Paul went up and opened the door, walking inside to find it was not any bigger than on the outside. In fact it was completely empty without so much as a button in it. He walked inside and looked around with his eyes, then closed the door on himself. Nothing happened for a moment, then there was a flash that lasted several seconds, then nothing again.
He waited for another 20 seconds, finding his Pefbar didn’t penetrate the box walls, then opened the door again…only to find that he had been moved.
>
Paul walked out into a standard corridor with the door swinging shut behind him on its own. He spun around just in time to see it vanish as it melted into the wall, becoming nothing more than a solid panel.
There were telepathic nodes here so Paul plugged into one to figure out his location. He was still in the park complex, but back near the hangar where he’d arrived.
“How the hell did you do that?” he whispered, addressing whoever had designed this place.
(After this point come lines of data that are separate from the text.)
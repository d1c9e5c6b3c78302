use thiserror::Error;

#[derive(Error, Debug)]
pub enum PdfDeskError {
    #[error("Failed to parse PDF: {0}")]
    ParseError(String),

    #[error("Invalid page range: {0}")]
    InvalidRange(String),

    #[error("PDF operation failed: {0}")]
    OperationError(String),

    #[error("Conversion failed: {0}")]
    ConvertError(String),

    #[error("Archive error: {0}")]
    ArchiveError(String),
}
Fortunately he was near a cafeteria, so he headed there and ate three plates full of foodstuffs before reluctantly leaving on a transport back to Atlantis. He wanted to stay and explore that valley, but he’d played hooky long enough…which turned out to be a whopping 13 hours once he got back in range of a telepathic clock.
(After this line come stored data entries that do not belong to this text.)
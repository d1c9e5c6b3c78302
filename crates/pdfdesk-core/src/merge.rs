//! PDF merge.
//!
//! Concatenates the pages of several documents into one. The first input
//! becomes the destination; every following document has its object IDs
//! shifted past the destination's current maximum before its objects and
//! pages are imported, then the destination page tree is rebuilt flat.

use crate::error::PdfDeskError;
use lopdf::{Document, Object, ObjectId};

/// Merge the given PDFs into a single document, preserving input order.
///
/// An empty input set is an error; a single input is returned untouched.
pub fn merge_documents(mut inputs: Vec<Vec<u8>>) -> Result<Vec<u8>, PdfDeskError> {
    if inputs.is_empty() {
        return Err(PdfDeskError::OperationError(
            "No documents to merge".into(),
        ));
    }
    if inputs.len() == 1 {
        return Ok(inputs.swap_remove(0));
    }

    let mut sources = Vec::with_capacity(inputs.len());
    for (i, bytes) in inputs.iter().enumerate() {
        let doc = Document::load_mem(bytes).map_err(|e| {
            PdfDeskError::ParseError(format!("Document {} is not a valid PDF: {}", i + 1, e))
        })?;
        sources.push(doc);
    }

    let mut dest = sources.remove(0);
    let mut page_ids = ordered_page_ids(&dest);
    let mut next_free = dest.max_id;

    for source in sources {
        let offset = next_free;
        let source_pages = ordered_page_ids(&source);
        next_free = next_free.max(source.max_id + offset);

        // Import every object under a shifted ID so nothing collides with
        // what the destination already holds.
        for (id, object) in source.objects {
            dest.objects
                .insert((id.0 + offset, id.1), shift_references(object, offset));
        }

        page_ids.extend(source_pages.into_iter().map(|id| (id.0 + offset, id.1)));
    }

    dest.max_id = next_free;
    rebuild_page_tree(&mut dest, &page_ids)?;

    dest.prune_objects();
    dest.compress();

    let mut buffer = Vec::new();
    dest.save_to(&mut buffer)
        .map_err(|e| PdfDeskError::OperationError(format!("Failed to save merged PDF: {}", e)))?;
    Ok(buffer)
}

/// Leaf page object IDs in page order.
fn ordered_page_ids(doc: &Document) -> Vec<ObjectId> {
    doc.get_pages().into_values().collect()
}

/// Recursively shift every indirect reference inside an object by `offset`.
fn shift_references(object: Object, offset: u32) -> Object {
    match object {
        Object::Reference((num, gen)) => Object::Reference((num + offset, gen)),
        Object::Array(items) => Object::Array(
            items
                .into_iter()
                .map(|o| shift_references(o, offset))
                .collect(),
        ),
        Object::Dictionary(mut dict) => {
            for (_, value) in dict.iter_mut() {
                *value = shift_references(value.clone(), offset);
            }
            Object::Dictionary(dict)
        }
        Object::Stream(mut stream) => {
            for (_, value) in stream.dict.iter_mut() {
                *value = shift_references(value.clone(), offset);
            }
            Object::Stream(stream)
        }
        other => other,
    }
}

/// Point the destination's page tree root at the merged page list and fix
/// every page's Parent link so imported pages hang off the surviving root.
fn rebuild_page_tree(doc: &mut Document, page_ids: &[ObjectId]) -> Result<(), PdfDeskError> {
    let structural = |what: &str| PdfDeskError::OperationError(format!("Malformed PDF: {}", what));

    let catalog_id = doc
        .trailer
        .get(b"Root")
        .and_then(Object::as_reference)
        .map_err(|_| structural("trailer has no Root reference"))?;

    let pages_root_id = doc
        .get_object(catalog_id)
        .and_then(Object::as_dict)
        .and_then(|catalog| catalog.get(b"Pages"))
        .and_then(Object::as_reference)
        .map_err(|_| structural("catalog has no Pages reference"))?;

    match doc.objects.get_mut(&pages_root_id) {
        Some(Object::Dictionary(pages_dict)) => {
            pages_dict.set(
                "Kids",
                page_ids
                    .iter()
                    .map(|&id| Object::Reference(id))
                    .collect::<Vec<_>>(),
            );
            pages_dict.set("Count", page_ids.len() as i64);
        }
        _ => return Err(structural("page tree root is not a dictionary")),
    }

    for &page_id in page_ids {
        if let Some(Object::Dictionary(page_dict)) = doc.objects.get_mut(&page_id) {
            page_dict.set("Parent", Object::Reference(pages_root_id));
        }
    }

    Ok(())
}

#[cfg(test)]
mod tests {
    use super::*;
    use crate::testpdf;

    #[test]
    fn merge_nothing_fails() {
        assert!(merge_documents(vec![]).is_err());
    }

    #[test]
    fn merge_single_input_passes_through() {
        let pdf = testpdf::with_pages(3, "Only");
        let out = merge_documents(vec![pdf.clone()]).unwrap();
        assert_eq!(out, pdf);
    }

    #[test]
    fn merge_two_documents_sums_pages() {
        let a = testpdf::with_pages(2, "A");
        let b = testpdf::with_pages(3, "B");

        let merged = merge_documents(vec![a, b]).unwrap();
        let doc = Document::load_mem(&merged).unwrap();
        assert_eq!(doc.get_pages().len(), 5);
    }

    #[test]
    fn merge_many_documents_sums_pages() {
        let inputs: Vec<Vec<u8>> = (0..4)
            .map(|i| testpdf::with_pages(i + 1, &format!("Doc{}", i)))
            .collect();

        let merged = merge_documents(inputs).unwrap();
        let doc = Document::load_mem(&merged).unwrap();
        assert_eq!(doc.get_pages().len(), 1 + 2 + 3 + 4);
    }

    #[test]
    fn merge_rejects_non_pdf_input() {
        let good = testpdf::with_pages(1, "Good");
        let result = merge_documents(vec![good, b"not a pdf".to_vec()]);
        assert!(matches!(result, Err(PdfDeskError::ParseError(_))));
    }

    #[test]
    fn merged_pages_parent_the_surviving_root() {
        let a = testpdf::with_pages(1, "A");
        let b = testpdf::with_pages(2, "B");

        let merged = merge_documents(vec![a, b]).unwrap();
        let doc = Document::load_mem(&merged).unwrap();

        let catalog_id = doc.trailer.get(b"Root").unwrap().as_reference().unwrap();
        let pages_root = doc
            .get_object(catalog_id)
            .unwrap()
            .as_dict()
            .unwrap()
            .get(b"Pages")
            .unwrap()
            .as_reference()
            .unwrap();

        for (_, page_id) in doc.get_pages() {
            let parent = doc
                .get_object(page_id)
                .unwrap()
                .as_dict()
                .unwrap()
                .get(b"Parent")
                .unwrap()
                .as_reference()
                .unwrap();
            assert_eq!(parent, pages_root);
        }
    }
}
He could have sworn it was no more than 4. Paul had lost track of time, something that hadn’t happened in millennia. How could something so simple be so jarring? He didn’t like miscalculating so much, and wondered if his own sense of time had been hampered by having computer access at mind’s reach constantly onboard the Excalibur, but he didn’t regret the experience. It had been freeing in a reckless way, and Paul found he had needed that. Why, he wasn’t so sure, but his mojo must have been lulled into a false state over the years, because he was flaking off rust like he’d been in stasis unable to do anything but sit and wait.
Which didn’t make sense, for he’d been constantly active onboard his ship. His Saiyan genetics wouldn’t let him be lazy, and even now he was craving a workout, but his mind was another matter. Wilson recognized something in him that Paul had missed, or at least missed the severity off.
He was off his game, and he didn’t remember slipping. Which was the most troublesome part of it.
When he got back to Atlantis he didn’t go back to Wilson to get his stuff or have a long chat. Instead he went straight to Davis’s office to check in, finding the Director sitting behind his all too familiar glass desk with his back to the panoramic window that stretched the entire perimeter of the tower-top office that gave him a view of the entire city and the ocean beyond.